Иногда ему думается, и он не без удивления говорит об этом жене, что в его общественной деятельности произошли не такие уж разительные перемены. По-прежнему навещают товарищи; они приходят побеседовать, посоветоваться, обсудить наиболее важные новости. Зачастую наведываются знакомые мастера из депо, рабочие, инженеры киевских заводов и фабрик; при оказии обязательно заворачивают донбассовцы, запорожцы, днепропетровцы: среди них металлурги, шахтеры, энергетики, седовласые руководители мощных предприятий и рядовые рабочие, колхозники, и студенты, и, словно веселая поросль самой весны — пионеры.
Он жадно вслушивается в каждое слово своих многочисленных гостей.

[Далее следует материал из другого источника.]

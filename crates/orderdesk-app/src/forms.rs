// Copyright 2026 Phillip Cloud
// Licensed under the Apache License, Version 2.0

use serde_json::Value;
use std::borrow::Cow;
use std::collections::BTreeMap;
use tracing::{debug, info, warn};

use crate::codec::{empty_value, is_empty_value};
use crate::render::{Control, Mode, RenderContext, render_fields};
use crate::{Codec, DataMap, EditValue, FieldSet, SubmitError};

/// Field name to message.
pub type FieldErrors = BTreeMap<String, String>;

#[derive(Debug, Clone, Copy, PartialEq, Eq)]
pub enum FormPhase {
    Idle,
    Submitting,
    Committed,
    Cancelled,
}

#[derive(Debug, Clone, PartialEq)]
pub enum SubmitOutcome<T> {
    /// Required fields are empty; nothing was sent.
    Invalid(FieldErrors),
    /// A submit is already in flight.
    Busy,
    Committed(T),
    Failed(String),
    /// The form was cancelled or closed before the outcome arrived.
    Discarded,
}

/// Read-only view for rendering.
#[derive(Debug, Clone, Copy, PartialEq)]
pub struct FormSnapshot<'a> {
    pub values: &'a DataMap,
    pub errors: &'a FieldErrors,
    pub submit_error: Option<&'a str>,
    pub is_submitting: bool,
}

/// Binds a field schema to one mutable value map. The schema is fixed for
/// the engine's lifetime, borrowed or owned; a new schema needs a new engine.
#[derive(Debug, Clone)]
pub struct FormEngine<'a> {
    fields: Cow<'a, FieldSet>,
    codec: Codec,
    values: DataMap,
    errors: FieldErrors,
    submit_error: Option<String>,
    phase: FormPhase,
}

impl<'a> FormEngine<'a> {
    /// Seeds values from `initial`; leaves it lacks get their type's empty
    /// value. Keys outside the schema are kept as-is.
    pub fn new(fields: impl Into<Cow<'a, FieldSet>>, initial: &DataMap, codec: Codec) -> Self {
        let fields = fields.into();
        let mut values = initial.clone();
        for field in fields.leaves() {
            if values.contains_key(&field.name) {
                continue;
            }
            if let Some(empty) = empty_value(field) {
                values.insert(field.name.clone(), empty);
            }
        }
        Self {
            fields,
            codec,
            values,
            errors: FieldErrors::new(),
            submit_error: None,
            phase: FormPhase::Idle,
        }
    }

    pub fn blank(fields: impl Into<Cow<'a, FieldSet>>, codec: Codec) -> Self {
        Self::new(fields, &DataMap::new(), codec)
    }

    pub fn fields(&self) -> &FieldSet {
        &self.fields
    }

    pub fn phase(&self) -> FormPhase {
        self.phase
    }

    pub fn is_submitting(&self) -> bool {
        self.phase == FormPhase::Submitting
    }

    pub fn values(&self) -> &DataMap {
        &self.values
    }

    pub fn value(&self, name: &str) -> Option<&Value> {
        self.values.get(name)
    }

    pub fn errors(&self) -> &FieldErrors {
        &self.errors
    }

    pub fn submit_error(&self) -> Option<&str> {
        self.submit_error.as_deref()
    }

    pub fn dismiss_submit_error(&mut self) {
        self.submit_error = None;
    }

    /// Applies one edit through the codec and clears that field's error.
    /// Returns false when the edit was refused: unknown, static, group or
    /// read-only field, or a form that is not idle.
    pub fn set_field(&mut self, name: &str, edit: EditValue) -> bool {
        if self.phase != FormPhase::Idle {
            debug!(field = name, phase = ?self.phase, "edit refused; form not idle");
            return false;
        }
        let Some(field) = self.fields.leaf(name) else {
            debug!(field = name, "edit refused; no such value field");
            return false;
        };
        if !field.editable {
            debug!(field = name, "edit refused; field is read-only");
            return false;
        }

        let value = self.codec.from_editable(edit, field);
        self.values.insert(field.name.clone(), value);
        self.errors.remove(name);
        true
    }

    /// Required-only validation over every leaf, groups included. Replaces
    /// the current error map and returns it.
    pub fn validate(&mut self) -> FieldErrors {
        let mut errors = FieldErrors::new();
        for field in self.fields.leaves() {
            if field.required && is_empty_value(self.values.get(&field.name)) {
                errors.insert(
                    field.name.clone(),
                    format!("{} is required", field.display_label()),
                );
            }
        }
        self.errors = errors.clone();
        errors
    }

    /// Validates and, when clean, moves to `Submitting` and hands back the
    /// values to send. The caller reports the collaborator's answer through
    /// [`FormEngine::complete_submit`].
    pub fn begin_submit<T>(&mut self) -> Result<DataMap, SubmitOutcome<T>> {
        match self.phase {
            FormPhase::Submitting => return Err(SubmitOutcome::Busy),
            FormPhase::Committed | FormPhase::Cancelled => return Err(SubmitOutcome::Discarded),
            FormPhase::Idle => {}
        }

        let errors = self.validate();
        if !errors.is_empty() {
            debug!(count = errors.len(), "submit blocked by validation");
            return Err(SubmitOutcome::Invalid(errors));
        }

        self.phase = FormPhase::Submitting;
        self.submit_error = None;
        info!(fields = self.values.len(), "form submit started");
        Ok(self.values.clone())
    }

    pub fn complete_submit<T>(&mut self, result: Result<T, SubmitError>) -> SubmitOutcome<T> {
        match self.phase {
            FormPhase::Submitting => {}
            FormPhase::Cancelled => {
                info!(ok = result.is_ok(), "submit finished after cancel; outcome ignored");
                return SubmitOutcome::Discarded;
            }
            phase => {
                warn!(?phase, "submit outcome with no submit in flight; ignored");
                return SubmitOutcome::Discarded;
            }
        }

        match result {
            Ok(saved) => {
                self.phase = FormPhase::Committed;
                info!("form submit committed");
                SubmitOutcome::Committed(saved)
            }
            Err(error) => {
                let message = error.to_string();
                warn!(%error, "form submit failed");
                self.phase = FormPhase::Idle;
                self.submit_error = Some(message.clone());
                SubmitOutcome::Failed(message)
            }
        }
    }

    /// Full submit against a synchronous collaborator. It is not called when
    /// validation fails.
    pub fn submit_with<T>(
        &mut self,
        submit: impl FnOnce(&DataMap) -> Result<T, SubmitError>,
    ) -> SubmitOutcome<T> {
        match self.begin_submit() {
            Ok(values) => {
                let result = submit(&values);
                self.complete_submit(result)
            }
            Err(outcome) => outcome,
        }
    }

    /// Discards values and errors. Returns whether a submit was in flight;
    /// that call still runs but its outcome will be discarded.
    pub fn cancel(&mut self) -> bool {
        let in_flight = self.phase == FormPhase::Submitting;
        self.values.clear();
        self.errors.clear();
        self.submit_error = None;
        self.phase = FormPhase::Cancelled;
        if in_flight {
            info!("form cancelled with submit in flight");
        }
        in_flight
    }

    pub fn snapshot(&self) -> FormSnapshot<'_> {
        FormSnapshot {
            values: &self.values,
            errors: &self.errors,
            submit_error: self.submit_error.as_deref(),
            is_submitting: self.is_submitting(),
        }
    }

    /// Edit-mode controls; every control is disabled while submitting.
    pub fn controls(&self) -> Vec<Control> {
        let ctx = RenderContext::new(self.codec, &self.values, &self.errors)
            .locked(self.phase != FormPhase::Idle);
        render_fields(&self.fields, Mode::Edit, ctx)
    }
}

Обсуждаются самые разнообразные новинки литературы, достижения шахтерских комплексных бригад и новейшие открытия астрономов, карта Большого Донбасса и проблемы учебы шахтеров и металлургов в институтах без отрыва от производства.
Между тем в молодежном издательстве Киева, куда Александра Григорьевна как-то рискнула отослать «на пробу» фрагменты автобиографических записок Шуры, серьезно заинтересовались рукописью, и в квартиру Бойченко позвонил неожиданный гость — один из редакторов этого издательства.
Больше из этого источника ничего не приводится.